Hearings before the information rights tribunal were held partly in open session and partly as closed sessions, with Browning and his legal representatives being barred from attending the closed sessions where two of the companies which had applied for an export licence to Iran in 2008 had provided evidence.

At an appeal to an upper information rights tribunal, Browning argued that his legal representative should have had access to the evidence provided during the closed hearings at the original tribunal hearings on the basis that his representative would not pass that information on to him.

However, the upper tribunal (UT) rejected Browning's arguments.
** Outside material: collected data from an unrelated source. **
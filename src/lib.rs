//! # docqa
//!
//! Retrieval-augmented question answering over uploaded documents.
//!
//! A document is split into overlapping sentence chunks, each chunk is
//! embedded into a flat vector index and written to a lexical index that
//! remembers the chunk's vector position. A query is answered by searching
//! both indexes, handing the best passages to a generative model, and
//! caching the answer.
//!
//! ## Architecture
//!
//! ```text
//!              ┌──────────┐   ┌──────────┐   ┌────────────────┐
//!  upload ───▶ │ extract  │──▶│  chunk   │──▶│   embedding    │
//!              └──────────┘   └──────────┘   └───────┬────────┘
//!                                                    ▼
//!                         ┌──────────────┐   ┌──────────────┐
//!                         │ vector_index │◀─▶│   lexical    │  (ledger)
//!                         └──────┬───────┘   └──────┬───────┘
//!                                └────────┬─────────┘
//!  query ───▶ cache ──▶ embedding ────────┘──▶ generation ──▶ cache
//! ```
//!
//! ## Modules
//!
//! | Module | Purpose |
//! |--------|---------|
//! | [`config`] | TOML configuration parsing and validation |
//! | [`error`] | Domain error taxonomy |
//! | [`models`] | Core data types |
//! | [`extract`] | Plain text, PDF and HTML text extraction |
//! | [`chunk`] | Sentence-overlap chunking |
//! | [`embedding`] | Embedding provider abstraction |
//! | [`vector_index`] | Append-only nearest-neighbour index with a snapshot file |
//! | [`lexical`] | Full-text index gateway (SQLite FTS5 or Elasticsearch) |
//! | [`cache`] | Query result cache with TTL |
//! | [`generation`] | Generative model backend |
//! | [`ledger`] | Vector/lexical link bookkeeping |
//! | [`ingest`] | Ingestion pipeline |
//! | [`query`] | Query pipeline |
//! | [`repair`] | Re-link chunks missing from the lexical index |
//! | [`services`] | Shared service handles |
//! | [`server`] | HTTP API |
//! | [`get`] | Chunk lookup and deletion from the CLI |
//! | [`db`] | Database connection |
//! | [`migrate`] | Schema migrations |

pub mod cache;
pub mod chunk;
pub mod config;
pub mod db;
pub mod embedding;
pub mod error;
pub mod extract;
pub mod generation;
pub mod get;
pub mod ingest;
pub mod ledger;
pub mod lexical;
pub mod migrate;
pub mod models;
pub mod query;
pub mod repair;
pub mod server;
pub mod services;
pub mod vector_index;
It said that "a first-tier tribunal (FTT) should not direct that a representative of an excluded party should see closed material or attend a closed hearing unless it has concluded that, if it does not do so: it cannot carry out its investigatory function of considering and testing the closed material and give appropriate reasons for its decision on a sufficiently informed basis and so fairly and effectively in the given case having regard to the competing rights and interest involved."

The Court of Appeal upheld this finding and said it did not run contrary to principles that exist to ensure justice is done and that the justice system is accessible and fair to bar Browning's legal representative from access to the closed evidence.

The expertise of the tribunal and the Information Commissioner's role in providing oversight of compliance with the FOI Act are factors which "make it permissible to exclude both an appellant and his legal representative except in circumstances where the FTT 'cannot carry out its investigatory function of considering and testing the closed material and give appropriate reasons for its decision on a sufficiently informed basis and so fairly and effectively in the given case having regard to the competing rights and interests involved'," the Court of Appeal ruled.

The Court said that whether a similar case in future would have the same outcome as this case would be determined by the "particular factual context" but said that as much transparency as possible should be provided around the evidence given during closed hearings.

"What is also important is that when the FTT excludes both a party and his legal representative it does its utmost to minimise the disadvantage to them by being as open as the circumstances permit in informing them of why the closed session is to take place and, when it has finished, by disclosing as much as possible of what transpired in order to enable submissions to be made in relation to it," the Court of Appeal said. "The same commitment to maximum possible candour should also be adopted when writing the reasoned decision… I am satisfied that this was achieved in the present case."

"It follows from what I have said that, in my judgment, the Tribunal Procedure Rules, properly construed, do permit the course that was taken by the FTT and upheld by the UT in the present case. There are sound reasons why their natural meaning should be maintained so that justice can be achieved to the fullest extent possible, having regard to the conflicting interests which arise in a unique statutory context," it ruled.